* [EXERCISE]: Retype every entry below without any change.

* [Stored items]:
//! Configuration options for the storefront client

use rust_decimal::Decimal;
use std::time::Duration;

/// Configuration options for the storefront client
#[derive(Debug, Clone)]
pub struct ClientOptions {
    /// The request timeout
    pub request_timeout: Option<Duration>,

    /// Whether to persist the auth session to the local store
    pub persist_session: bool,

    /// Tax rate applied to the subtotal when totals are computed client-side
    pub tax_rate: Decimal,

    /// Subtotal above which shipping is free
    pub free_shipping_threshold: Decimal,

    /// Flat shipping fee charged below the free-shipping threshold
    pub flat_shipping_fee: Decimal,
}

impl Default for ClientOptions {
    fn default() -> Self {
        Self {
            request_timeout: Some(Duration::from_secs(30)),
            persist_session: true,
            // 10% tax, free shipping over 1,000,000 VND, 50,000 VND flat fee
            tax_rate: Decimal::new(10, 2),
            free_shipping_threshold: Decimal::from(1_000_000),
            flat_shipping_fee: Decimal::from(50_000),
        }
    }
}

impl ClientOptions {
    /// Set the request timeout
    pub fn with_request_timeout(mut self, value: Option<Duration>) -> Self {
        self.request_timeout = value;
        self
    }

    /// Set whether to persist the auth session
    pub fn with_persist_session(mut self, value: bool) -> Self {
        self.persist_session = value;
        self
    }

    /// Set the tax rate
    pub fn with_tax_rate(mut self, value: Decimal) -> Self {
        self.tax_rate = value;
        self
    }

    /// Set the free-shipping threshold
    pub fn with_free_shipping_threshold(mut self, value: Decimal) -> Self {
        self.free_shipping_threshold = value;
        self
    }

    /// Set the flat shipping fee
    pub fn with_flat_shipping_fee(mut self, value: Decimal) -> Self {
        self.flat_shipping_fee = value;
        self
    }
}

* [ANSWER TO THIS PROBLEM]:
//! Configuration options for the storefront client

use rust_decimal::Decimal;
use std::time::Duration;

/// Configuration options for the storefront client
#[derive(Debug, Clone)]
pub struct ClientOptions {
    /// The request timeout
    pub request_timeout: Option<Duration>,

    /// Whether to persist the auth session to the local store
    pub persist_session: bool,

    /// Tax rate applied to the subtotal when totals are computed client-side
    pub tax_rate: Decimal,

    /// Subtotal above which shipping is free
    pub free_shipping_threshold: Decimal,

    /// Flat shipping fee charged below the free-shipping threshold
    pub flat_shipping_fee: Decimal,
}

impl Default for ClientOptions {
    fn default() -> Self {
        Self {
            request_timeout: Some(Duration::from_secs(30)),
            persist_session: true,
            // 10% tax, free shipping over 1,000,000 VND, 50,000 VND flat fee
            tax_rate: Decimal::new(10, 2),
            free_shipping_threshold: Decimal::from(1_000_000),
            flat_shipping_fee: Decimal::from(50_000),
        }
    }
}

impl ClientOptions {
    /// Set the request timeout
    pub fn with_request_timeout(mut self, value: Option<Duration>) -> Self {
        self.request_timeout = value;
        self
    }

    /// Set whether to persist the auth session
    pub fn with_persist_session(mut self, value: bool) -> Self {
        self.persist_session = value;
        self
    }

    /// Set the tax rate
    pub fn with_tax_rate(mut self, value: Decimal) -> Self {
        self.tax_rate = value;
        self
    }

    /// Set the free-shipping threshold
    pub fn with_free_shipping_threshold(mut self, value: Decimal) -> Self {
        self.free_shipping_threshold = value;
        self
    }

    /// Set the flat shipping fee
    pub fn with_flat_shipping_fee(mut self, value: Decimal) -> Self {
        self.flat_shipping_fee = value;
        self
    }
}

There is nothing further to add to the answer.